As long as the struggle continues, the paradise is not lost but remains occupied and subject to being regained ... This is how my homeland surpasses Paradise: it is like Paradise, but it is also attainable.

This is how I think of Scotland. Imagine a political circumstance in which the government of a powerful nation takes the initiative to completely disestablish its neighbouring nation. This means eradicating its language or languages, history and culture.

It means killing or clearing its people away, over a long period of time. It means forcing those people into the service of the more powerful county, indoctrinating them in the belief that this is the right and only thing to do and ensuring that that then becomes a self-indoctrination that can be passed on across generations and become self-sustaining.

Imagine that this powerful nation has enlisted the neighbouring nation as a willing and eager partner in a centuries-long project of global domination and exploitation of wealth and resources, but that is now receding as an increasing number of countries around the world cut themselves off from the once so powerful empire.

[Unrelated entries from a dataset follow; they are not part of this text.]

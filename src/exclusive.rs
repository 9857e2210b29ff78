use std::{
    fmt,
    marker::PhantomData,
    mem,
    ops::{Deref, DerefMut},
    ptr::NonNull,
};

use crate::{
    allocator,
    deleter::{DefaultDelete, Deleter},
    error::Result,
    observer::Observer,
    stats,
};

/// Sole owner of a heap object.
///
/// Has the semantics of `Box` plus two things `Box` lacks: a pluggable
/// [`Deleter`], and an empty state. A handle becomes empty when created with
/// [`empty`](Self::empty), after [`take`](Self::take), [`release`](Self::release)
/// or [`reset`](Self::reset). Dropping an empty handle does nothing.
///
/// There is no `Clone`: ownership moves, it is never duplicated.
///
/// Like `Box`, the handle's own operations are associated functions
/// (`Exclusive::release(&mut x)`) so they never shadow methods of `T`.
pub struct Exclusive<T: ?Sized, D: Deleter<T> = DefaultDelete>
{
    ptr: Option<NonNull<T>>,
    deleter: D,
    _owns: PhantomData<T>,
}

unsafe impl<T: ?Sized + Send, D: Deleter<T> + Send> Send for Exclusive<T, D> {}
unsafe impl<T: ?Sized + Sync, D: Deleter<T> + Sync> Sync for Exclusive<T, D> {}

impl<T> Exclusive<T>
{
    /// Allocate `value` on the heap.
    ///
    /// Aborts through `handle_alloc_error` if the allocator fails; see
    /// [`try_new`](Self::try_new).
    pub fn new(value: T) -> Self { unsafe { Self::adopt(allocator::place(value), DefaultDelete) } }

    /// Allocate `value` on the heap, reporting allocation failure.
    ///
    /// On failure `value` is dropped and nothing is owned.
    pub fn try_new(value: T) -> Result<Self>
    {
        Ok(unsafe { Self::adopt(allocator::try_place(value)?, DefaultDelete) })
    }

    /// Destroy the current object, if any, and own `value` instead.
    ///
    /// The new object is allocated before the old one is destroyed, so on
    /// failure the handle is unchanged.
    pub fn replace(this: &mut Self, value: T) -> Result<()>
    {
        let fresh = allocator::try_place(value)?;
        stats::record_exclusive_acquired();
        this.swap_in(Some(fresh));
        Ok(())
    }
}

impl<T: ?Sized> Exclusive<T>
{
    /// Take ownership of an object allocated the way `Box` allocates.
    ///
    /// A null `ptr` gives an empty handle.
    ///
    /// # Safety
    ///
    /// `ptr` must be null or come from `Box::into_raw` (or an equivalent
    /// allocation), and nothing else may own it.
    pub unsafe fn from_raw(ptr: *mut T) -> Self { Self::from_raw_with(ptr, DefaultDelete) }
}

impl<T: ?Sized, D: Deleter<T>> Exclusive<T, D>
{
    /// Take ownership of `ptr`, to be destroyed with `deleter`.
    ///
    /// A null `ptr` gives an empty handle that still holds `deleter`.
    ///
    /// # Safety
    ///
    /// `ptr` must be null or point to a live object that `deleter` may
    /// destroy, and nothing else may own it.
    pub unsafe fn from_raw_with(ptr: *mut T, deleter: D) -> Self
    {
        match NonNull::new(ptr) {
            Some(ptr) => Self::adopt(ptr, deleter),
            None => Self::vacant(deleter),
        }
    }

    unsafe fn adopt(ptr: NonNull<T>, deleter: D) -> Self
    {
        stats::record_exclusive_acquired();
        Self {
            ptr: Some(ptr),
            deleter,
            _owns: PhantomData,
        }
    }

    pub(crate) fn vacant(deleter: D) -> Self
    {
        Self {
            ptr: None,
            deleter,
            _owns: PhantomData,
        }
    }

    pub fn is_empty(this: &Self) -> bool { this.ptr.is_none() }

    pub fn get(this: &Self) -> Option<&T> { this.ptr.map(|p| unsafe { &*p.as_ptr() }) }

    pub fn get_mut(this: &mut Self) -> Option<&mut T>
    {
        this.ptr.map(|p| unsafe { &mut *p.as_ptr() })
    }

    /// Reference the owned object without checking that there is one.
    ///
    /// # Safety
    ///
    /// The handle must not be empty.
    pub unsafe fn get_unchecked(this: &Self) -> &T { &*this.ptr.unwrap_unchecked().as_ptr() }

    /// Address of the owned object, or `None` when empty.
    pub fn as_ptr(this: &Self) -> Option<NonNull<T>> { this.ptr }

    pub fn observe(this: &Self) -> Observer<T>
    {
        match this.ptr {
            Some(p) => Observer::from(p),
            None => Observer::null(),
        }
    }

    pub fn deleter(this: &Self) -> &D { &this.deleter }

    pub fn deleter_mut(this: &mut Self) -> &mut D { &mut this.deleter }

    /// Give up ownership without destroying anything. The caller becomes
    /// responsible for the returned object; the handle is left empty.
    pub fn release(this: &mut Self) -> Option<NonNull<T>>
    {
        let ptr = this.ptr.take();
        if ptr.is_some() {
            stats::record_exclusive_relinquished();
        }
        ptr
    }

    /// Like [`release`](Self::release), consuming the handle. The deleter is
    /// dropped.
    pub fn into_raw(mut this: Self) -> Option<NonNull<T>> { Self::release(&mut this) }

    /// Split into the raw object and its deleter, leaving nothing behind.
    pub fn into_parts(this: Self) -> (Option<NonNull<T>>, D)
    {
        let mut this = mem::ManuallyDrop::new(this);
        let ptr = Self::release(&mut this);
        (ptr, unsafe { std::ptr::read(&this.deleter) })
    }

    /// Destroy the owned object now and leave the handle empty.
    pub fn reset(this: &mut Self) { this.swap_in(None) }

    /// Destroy the owned object and take ownership of `ptr` instead.
    ///
    /// # Safety
    ///
    /// Same contract as [`from_raw_with`](Self::from_raw_with) for this
    /// handle's deleter.
    pub unsafe fn reset_raw(this: &mut Self, ptr: *mut T)
    {
        let fresh = NonNull::new(ptr);
        if fresh.is_some() {
            stats::record_exclusive_acquired();
        }
        this.swap_in(fresh)
    }

    fn swap_in(&mut self, fresh: Option<NonNull<T>>)
    {
        if let Some(old) = mem::replace(&mut self.ptr, fresh) {
            stats::record_exclusive_relinquished();
            log::trace!("deleting exclusively owned object at {:p}", old);
            unsafe { self.deleter.delete(old) }
        }
    }
}

impl<T: ?Sized, D: Deleter<T> + Default> Exclusive<T, D>
{
    /// A handle that owns nothing.
    pub fn empty() -> Self { Self::vacant(D::default()) }

    /// Move the object and deleter out, leaving this handle empty with a
    /// default deleter.
    pub fn take(this: &mut Self) -> Self { mem::take(this) }
}

impl<T: ?Sized, D: Deleter<T> + Default> Default for Exclusive<T, D>
{
    fn default() -> Self { Self::empty() }
}

impl<T: ?Sized, D: Deleter<T>> Drop for Exclusive<T, D>
{
    fn drop(&mut self) { self.swap_in(None) }
}

/// Dereferencing an empty handle is a precondition violation and panics;
/// use [`Exclusive::get`] when emptiness is expected.
impl<T: ?Sized, D: Deleter<T>> Deref for Exclusive<T, D>
{
    type Target = T;

    fn deref(&self) -> &T
    {
        match Self::get(self) {
            Some(it) => it,
            None => panic!("dereferenced an empty Exclusive"),
        }
    }
}

impl<T: ?Sized, D: Deleter<T>> DerefMut for Exclusive<T, D>
{
    fn deref_mut(&mut self) -> &mut T
    {
        match Self::get_mut(self) {
            Some(it) => it,
            None => panic!("dereferenced an empty Exclusive"),
        }
    }
}

impl<T: ?Sized> From<Box<T>> for Exclusive<T>
{
    fn from(it: Box<T>) -> Self { unsafe { Self::from_raw(Box::into_raw(it)) } }
}

impl<T: ?Sized + fmt::Debug, D: Deleter<T>> fmt::Debug for Exclusive<T, D>
{
    fn fmt(&self, f: &mut fmt::Formatter<'_>) -> fmt::Result
    {
        f.debug_struct("Exclusive").field("value", &Self::get(self)).finish()
    }
}

#[cfg(test)]
mod tests
{
    use super::*;
    use std::cell::Cell;

    struct Tally<'a>(&'a Cell<u32>);

    impl Drop for Tally<'_>
    {
        fn drop(&mut self) { self.0.set(self.0.get() + 1) }
    }

    #[test]
    fn take_leaves_source_empty()
    {
        let drops = Cell::new(0);
        let mut first = Exclusive::new(Tally(&drops));
        let second = Exclusive::take(&mut first);

        assert!(Exclusive::is_empty(&first));
        assert!(!Exclusive::is_empty(&second));
        drop(first);
        assert_eq!(drops.get(), 0);
        drop(second);
        assert_eq!(drops.get(), 1);
    }

    #[test]
    fn release_hands_over_responsibility()
    {
        let drops = Cell::new(0);
        let mut handle = Exclusive::new(Tally(&drops));
        let raw = Exclusive::release(&mut handle).unwrap();
        drop(handle);
        assert_eq!(drops.get(), 0);

        drop(unsafe { Box::from_raw(raw.as_ptr()) });
        assert_eq!(drops.get(), 1);
    }

    #[test]
    fn replace_destroys_previous_object()
    {
        let drops = Cell::new(0);
        let mut handle = Exclusive::new(Tally(&drops));
        Exclusive::replace(&mut handle, Tally(&drops)).unwrap();
        assert_eq!(drops.get(), 1);
        Exclusive::reset(&mut handle);
        assert_eq!(drops.get(), 2);
        assert!(Exclusive::get(&handle).is_none());
        Exclusive::reset(&mut handle);
        assert_eq!(drops.get(), 2);
    }

    #[test]
    fn custom_deleter_runs_once()
    {
        let calls = Cell::new(0);
        let raw = Box::into_raw(Box::new(String::from("owned")));
        let handle = unsafe {
            Exclusive::from_raw_with(raw, |p: NonNull<String>| {
                calls.set(calls.get() + 1);
                drop(Box::from_raw(p.as_ptr()));
            })
        };
        assert_eq!(handle.len(), 5);
        drop(handle);
        assert_eq!(calls.get(), 1);
    }

    #[test]
    fn null_raw_pointer_is_empty()
    {
        let handle = unsafe { Exclusive::<u8>::from_raw(std::ptr::null_mut()) };
        assert!(Exclusive::is_empty(&handle));
        assert!(Exclusive::observe(&handle).is_null());
    }

    #[test]
    fn unsized_objects_from_box()
    {
        let mut handle: Exclusive<[u32]> = Exclusive::from(vec![1, 2, 3].into_boxed_slice());
        handle[1] = 5;
        assert_eq!(&*handle, &[1, 5, 3]);
    }

    #[test]
    #[should_panic(expected = "empty Exclusive")]
    fn dereferencing_empty_panics()
    {
        let handle = Exclusive::<u8>::empty();
        let _value: u8 = *handle;
    }
}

Imagine now that the powerful nation discovers that the neighbouring nation has great material resources of its own, which the powerful nation can take, almost at will, with very little objection and none that is very effective.

Land, oil, water, and a small and containable and largely controllable population.

Now here’s the question: What would that powerful nation do to keep control?

There’s an American crime writer I go back to sometimes named Ross Macdonald. He’s in the line of Dashiell Hammett and Raymond Chandler and his best work comes from the 1950s, 60s and 70s. You might have seen the actor Paul Newman play his main character, Lew Archer, in two films, Harper – based on the novel The Moving Target – and The Drowning Pool.

Macdonald’s work is increasingly concerned not simply with putting the bad guys out of business but rather in trying to find out where responsibility lies. Bad things are done by people whose potential is worked up to bring out the worst in them by a whole set of circumstances. How can we change this? Start by understanding it.

We know it’s true. We know very well how screen technology, online “social” media, promotes trolling, misogyny, vicious hostility to languages like Scots and Gaelic. We know that sensationalising mass media exploit this for commercial priorities and thus insult themselves and demean their readers.

In an article in the Los Angeles Review of Books, from April 22, 2011 (lareviewofbooks.org/article/black-blood-ross-macdonald-and-the-oil-spill/), the author says Macdonald can help us understand a sense of what that “larger responsibility” is.

“For a detective novelist, he was remarkably uninterested in assigning blame; his alter ego Archer often talks more like a probation officer, psychiatrist, or even defense attorney, than like a cop or judge. ‘I think blame is one of the things we have to get rid of,’ Archer says in The Wycherly Woman (1961).

“‘When children blame their parents for what’s happened to them, or parents blame their children for what they’ve done, it’s part of the problem, and it makes the problem worse. People should take a close look at themselves. Blaming is the opposite of doing that’.”

In Macdonald’s books, “The murderers whom he identifies have brought their dark passions into the present from the past, where they themselves were betrayed or corrupted; guilt is a web of relationships and needs; it is sometimes hard to tell the victims from the victimizers.”

That’s as true today as it was then. It’s true of what’s happening in different parts of the globe today, and not least in Scotland.

There’s more than one way to get rid of the bad guys.

Ten years on from 2014, maybe that is something we should reflect upon.